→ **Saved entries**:
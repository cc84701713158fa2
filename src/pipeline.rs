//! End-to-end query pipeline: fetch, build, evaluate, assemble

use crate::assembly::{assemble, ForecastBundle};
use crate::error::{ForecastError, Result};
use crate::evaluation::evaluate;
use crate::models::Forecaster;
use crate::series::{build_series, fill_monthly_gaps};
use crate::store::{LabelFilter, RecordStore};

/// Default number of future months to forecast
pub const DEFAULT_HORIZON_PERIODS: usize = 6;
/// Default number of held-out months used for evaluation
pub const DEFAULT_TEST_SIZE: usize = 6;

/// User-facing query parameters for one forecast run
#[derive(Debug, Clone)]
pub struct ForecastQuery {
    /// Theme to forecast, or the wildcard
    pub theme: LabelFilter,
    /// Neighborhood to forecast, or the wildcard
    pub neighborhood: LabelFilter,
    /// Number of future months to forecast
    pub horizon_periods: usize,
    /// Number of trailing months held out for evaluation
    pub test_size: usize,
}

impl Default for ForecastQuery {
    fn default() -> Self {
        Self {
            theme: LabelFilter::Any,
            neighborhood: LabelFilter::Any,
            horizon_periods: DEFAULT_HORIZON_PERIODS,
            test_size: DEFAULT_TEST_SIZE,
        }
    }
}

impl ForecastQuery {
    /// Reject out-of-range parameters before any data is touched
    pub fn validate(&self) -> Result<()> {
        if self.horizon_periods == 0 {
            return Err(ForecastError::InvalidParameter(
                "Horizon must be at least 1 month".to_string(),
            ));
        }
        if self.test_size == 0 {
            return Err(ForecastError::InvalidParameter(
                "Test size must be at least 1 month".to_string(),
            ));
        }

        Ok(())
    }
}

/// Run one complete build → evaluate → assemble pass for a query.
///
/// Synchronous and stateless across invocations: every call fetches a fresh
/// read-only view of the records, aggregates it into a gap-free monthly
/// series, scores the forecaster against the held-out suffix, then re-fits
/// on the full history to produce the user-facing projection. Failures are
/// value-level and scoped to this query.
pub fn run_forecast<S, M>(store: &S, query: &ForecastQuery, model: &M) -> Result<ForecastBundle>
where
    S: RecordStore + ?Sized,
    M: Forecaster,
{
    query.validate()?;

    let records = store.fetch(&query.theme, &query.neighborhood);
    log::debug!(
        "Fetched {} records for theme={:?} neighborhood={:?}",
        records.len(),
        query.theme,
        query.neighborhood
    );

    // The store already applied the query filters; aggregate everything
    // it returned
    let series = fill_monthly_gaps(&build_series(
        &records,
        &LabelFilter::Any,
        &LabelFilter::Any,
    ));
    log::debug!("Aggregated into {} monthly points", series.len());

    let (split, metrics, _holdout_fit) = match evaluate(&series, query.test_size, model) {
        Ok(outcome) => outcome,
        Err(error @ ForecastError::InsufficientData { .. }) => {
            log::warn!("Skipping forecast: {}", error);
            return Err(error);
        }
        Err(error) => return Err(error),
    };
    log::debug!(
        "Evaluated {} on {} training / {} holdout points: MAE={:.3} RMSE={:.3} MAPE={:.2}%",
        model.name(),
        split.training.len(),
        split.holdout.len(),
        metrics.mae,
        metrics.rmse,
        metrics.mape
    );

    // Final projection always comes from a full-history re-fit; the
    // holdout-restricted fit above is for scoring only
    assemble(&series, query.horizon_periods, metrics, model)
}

...

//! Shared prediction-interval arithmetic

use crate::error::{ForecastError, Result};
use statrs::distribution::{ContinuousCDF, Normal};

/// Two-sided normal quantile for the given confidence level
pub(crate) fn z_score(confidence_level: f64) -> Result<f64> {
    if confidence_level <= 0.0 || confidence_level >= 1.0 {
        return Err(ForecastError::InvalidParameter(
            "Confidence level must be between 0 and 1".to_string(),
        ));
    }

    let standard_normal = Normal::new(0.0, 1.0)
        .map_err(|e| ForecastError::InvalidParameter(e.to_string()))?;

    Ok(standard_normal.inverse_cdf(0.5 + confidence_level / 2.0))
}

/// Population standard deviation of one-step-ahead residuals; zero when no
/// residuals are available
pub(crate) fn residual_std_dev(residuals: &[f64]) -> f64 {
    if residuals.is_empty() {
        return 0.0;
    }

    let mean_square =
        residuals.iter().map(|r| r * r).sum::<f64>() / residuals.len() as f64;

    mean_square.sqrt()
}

→ **What the exercise asks**: Above this instruction are the records; retype exactly the lines from the one containing "impl Default for" up to and including the one containing "if self.horizon_periods == 0".

→ **Solution for this task**:
impl Default for ForecastQuery {
    fn default() -> Self {
        Self {
            theme: LabelFilter::Any,
            neighborhood: LabelFilter::Any,
            horizon_periods: DEFAULT_HORIZON_PERIODS,
            test_size: DEFAULT_TEST_SIZE,
        }
    }
}

impl ForecastQuery {
    /// Reject out-of-range parameters before any data is touched
    pub fn validate(&self) -> Result<()> {
        if self.horizon_periods == 0 {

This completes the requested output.